CNS recruited Jeffrey Satinover, "a leading author on the origins of homosexuality," who warns that the study "should not be used to boost the concept that homosexuality and transgender sexuality are biologically determined." Unlike Reisman and Bennett, Satinover apparently considers the study to be "sound scientific research" but insists that the study "has absolutely not the slightest implication whatsoever with respect to the political question, and anybody who claims that it does is either completely ignorant or determined to distort good scientific research for political ends."

* * *

For WorldNetDaily's monthly please-send-us-money letter, it takes an approach that floats somewhere between daydream and delusion.

Joseph Farah is depicted in the Oct. 17 piece as mulling the purchase of the tiny news network that Al Gore also has his eyes on -- Gore's plans for the channel is described in the letter as "a Frankenstein being described as a synthesis of CNN and MTV" -- for no other apparent reason than spite over the fact that a former top Gore fund-raiser is suing WND for $165 million for defamation over a series of stories it did in 2000 claiming Gore has "Hillbilly Mafia" ties, writings WND immodestly claims cost Gore his home state in the 2000 presidential election.

"Al Gore's a radical environmentalist who says in his book he wants to outlaw the internal combustion engine that powers all of our cars," Farah is quoted as saying. "And while he was Clinton's right-hand man he found it extremely difficult to distinguish between truth and fibs – which he told a lot of. Now he wants to run a news operation?" Of course, Farah wants to kill adulterers and silence those he disagrees with and he runs a "news" operation, so we're not exactly sure how Gore's beliefs lower the bar.

Gore and his investors are seeking to buy the channel for $70 million, which WND doesn't have on hand -- heck, there's no evidence WND has ever turned a profit. The article's flight of fancy continues: "'If every one of our readers donated just $15, we would have enough money to buy – for cash – that network out from under Al Gore,' said Farah, pushing buttons on his calculator wildly."

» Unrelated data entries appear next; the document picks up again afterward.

//! # Page Builder Export
//!
//! Code generation and template import for the page builder.
//!
//! ## Formats
//!
//! | Format | File | Import |
//! |--------|------|--------|
//! | HTML document | `template.html` | no |
//! | JSON records | `template.json` | yes |
//! | YAML layout | `template.yml` | yes |
//! | JSX component | `TemplateComponent.jsx` | no |
//!
//! All emitters skip grid items at the top level and render them inside
//! their grid.

#![forbid(unsafe_code)]
#![deny(missing_docs)]
#![deny(clippy::all)]
#![deny(clippy::pedantic)]
#![allow(clippy::module_name_repetitions)]

pub(crate) mod css;

pub mod component;
pub mod error;
pub mod export;
pub mod html;
pub mod import;
pub mod json;
pub mod record;
pub mod yaml;

#[cfg(feature = "wasm")]
pub mod wasm;

pub use error::{ExportError, ExportResult, ImportError, ImportResult};
pub use export::{ExportConfig, ExportFormat, TemplateExporter};
pub use import::{import_file, import_into, parse_records, records_to_elements, ImportFormat};
pub use record::{StyleMap, TemplateRecord, TextEntry, TextStyle};

/// Builder export version
pub const VERSION: &str = env!("CARGO_PKG_VERSION");
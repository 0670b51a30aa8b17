//! Template export to HTML, JSON, YAML and component source.
//!
//! [`TemplateExporter`] renders the current element list in one of the
//! [`ExportFormat`]s and can write the result to the format's conventional
//! file name.

use std::fmt;
use std::path::{Path, PathBuf};
use std::str::FromStr;

use builder_core::{Element, DEFAULT_LANGUAGE};

use crate::component::to_component;
use crate::error::ExportResult;
use crate::html::to_html;
use crate::json::to_json;
use crate::yaml::to_yaml;

/// Export output format.
#[derive(Debug, Clone, Copy, PartialEq, Eq)]
pub enum ExportFormat {
    /// Standalone HTML document.
    Html,
    /// JSON array of template records.
    Json,
    /// YAML template layout.
    Yaml,
    /// JSX function component source.
    Component,
}

impl ExportFormat {
    /// Every format.
    pub const ALL: [Self; 4] = [Self::Html, Self::Json, Self::Yaml, Self::Component];

    /// Conventional download file name.
    #[must_use]
    pub const fn filename(self) -> &'static str {
        match self {
            Self::Html => "template.html",
            Self::Json => "template.json",
            Self::Yaml => "template.yml",
            Self::Component => "TemplateComponent.jsx",
        }
    }

    /// MIME type of the output.
    #[must_use]
    pub const fn mime_type(self) -> &'static str {
        match self {
            Self::Html => "text/html",
            Self::Json => "application/json",
            Self::Yaml => "text/yaml",
            Self::Component => "text/javascript",
        }
    }

    /// Lowercase format name.
    #[must_use]
    pub const fn as_str(self) -> &'static str {
        match self {
            Self::Html => "html",
            Self::Json => "json",
            Self::Yaml => "yaml",
            Self::Component => "component",
        }
    }
}

impl fmt::Display for ExportFormat {
    fn fmt(&self, f: &mut fmt::Formatter<'_>) -> fmt::Result {
        f.write_str(self.as_str())
    }
}

impl FromStr for ExportFormat {
    type Err = String;

    fn from_str(s: &str) -> Result<Self, Self::Err> {
        match s.to_ascii_lowercase().as_str() {
            "html" => Ok(Self::Html),
            "json" => Ok(Self::Json),
            "yaml" | "yml" => Ok(Self::Yaml),
            "component" | "react" | "jsx" => Ok(Self::Component),
            other => Err(format!("Unknown export format: {other}")),
        }
    }
}

/// Configuration for template export.
#[derive(Debug, Clone)]
pub struct ExportConfig {
    /// Display language for HTML and component text (default: `en`).
    pub language: String,
    /// HTML document title (default: `Template`).
    pub title: String,
    /// Component function name (default: `GeneratedTemplate`).
    pub component_name: String,
}

impl Default for ExportConfig {
    fn default() -> Self {
        Self {
            language: DEFAULT_LANGUAGE.to_string(),
            title: "Template".to_string(),
            component_name: "GeneratedTemplate".to_string(),
        }
    }
}

/// Exports an element list to template formats.
pub struct TemplateExporter {
    config: ExportConfig,
}

impl TemplateExporter {
    /// Create a new exporter with the given configuration.
    #[must_use]
    pub fn new(config: ExportConfig) -> Self {
        Self { config }
    }

    /// Create an exporter with default configuration.
    #[must_use]
    pub fn with_defaults() -> Self {
        Self::new(ExportConfig::default())
    }

    /// Create an exporter rendering text in `language`.
    #[must_use]
    pub fn for_language(language: impl Into<String>) -> Self {
        Self::new(ExportConfig {
            language: language.into(),
            ..ExportConfig::default()
        })
    }

    /// The exporter's configuration.
    #[must_use]
    pub fn config(&self) -> &ExportConfig {
        &self.config
    }

    /// Export the element list in the specified format.
    ///
    /// # Errors
    ///
    /// Returns an error if JSON encoding fails.
    pub fn export(&self, elements: &[Element], format: ExportFormat) -> ExportResult<String> {
        let config = &self.config;
        Ok(match format {
            ExportFormat::Html => to_html(elements, &config.language, &config.title),
            ExportFormat::Json => to_json(elements)?,
            ExportFormat::Yaml => to_yaml(elements),
            ExportFormat::Component => {
                to_component(elements, &config.language, &config.component_name)
            }
        })
    }

    /// Export and write to `dir/<format filename>`, returning the written path.
    ///
    /// # Errors
    ///
    /// Returns an error if encoding fails or the file cannot be written.
    pub fn write_to_dir(
        &self,
        dir: &Path,
        elements: &[Element],
        format: ExportFormat,
    ) -> ExportResult<PathBuf> {
        let contents = self.export(elements, format)?;
        let path = dir.join(format.filename());
        std::fs::write(&path, contents)?;
        tracing::info!("Exported {} elements to {}", elements.len(), path.display());
        Ok(path)
    }
}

Then, Farah concedes that WND won't raise that kind of dough, but has a dream that even bigger than Gore's as WND erroneously depicts it: "For while Gore claims just to have invented the Internet" -- which he didn't -- "WorldNetDaily has actually pioneered the Internet news business to change the news media culture in America" -- which is debatable. From there, it segues into the "voluntary subscription" spiel that is a once-a-month staple.

WND can't even get a basic, easy-to-prove fact correct -- Gore actually said he "took the initiative in creating the Internet," which despite conventional conservative wisdom is pretty much true -- and it wants people to pay for such slipshod writing? No wonder it's getting sued.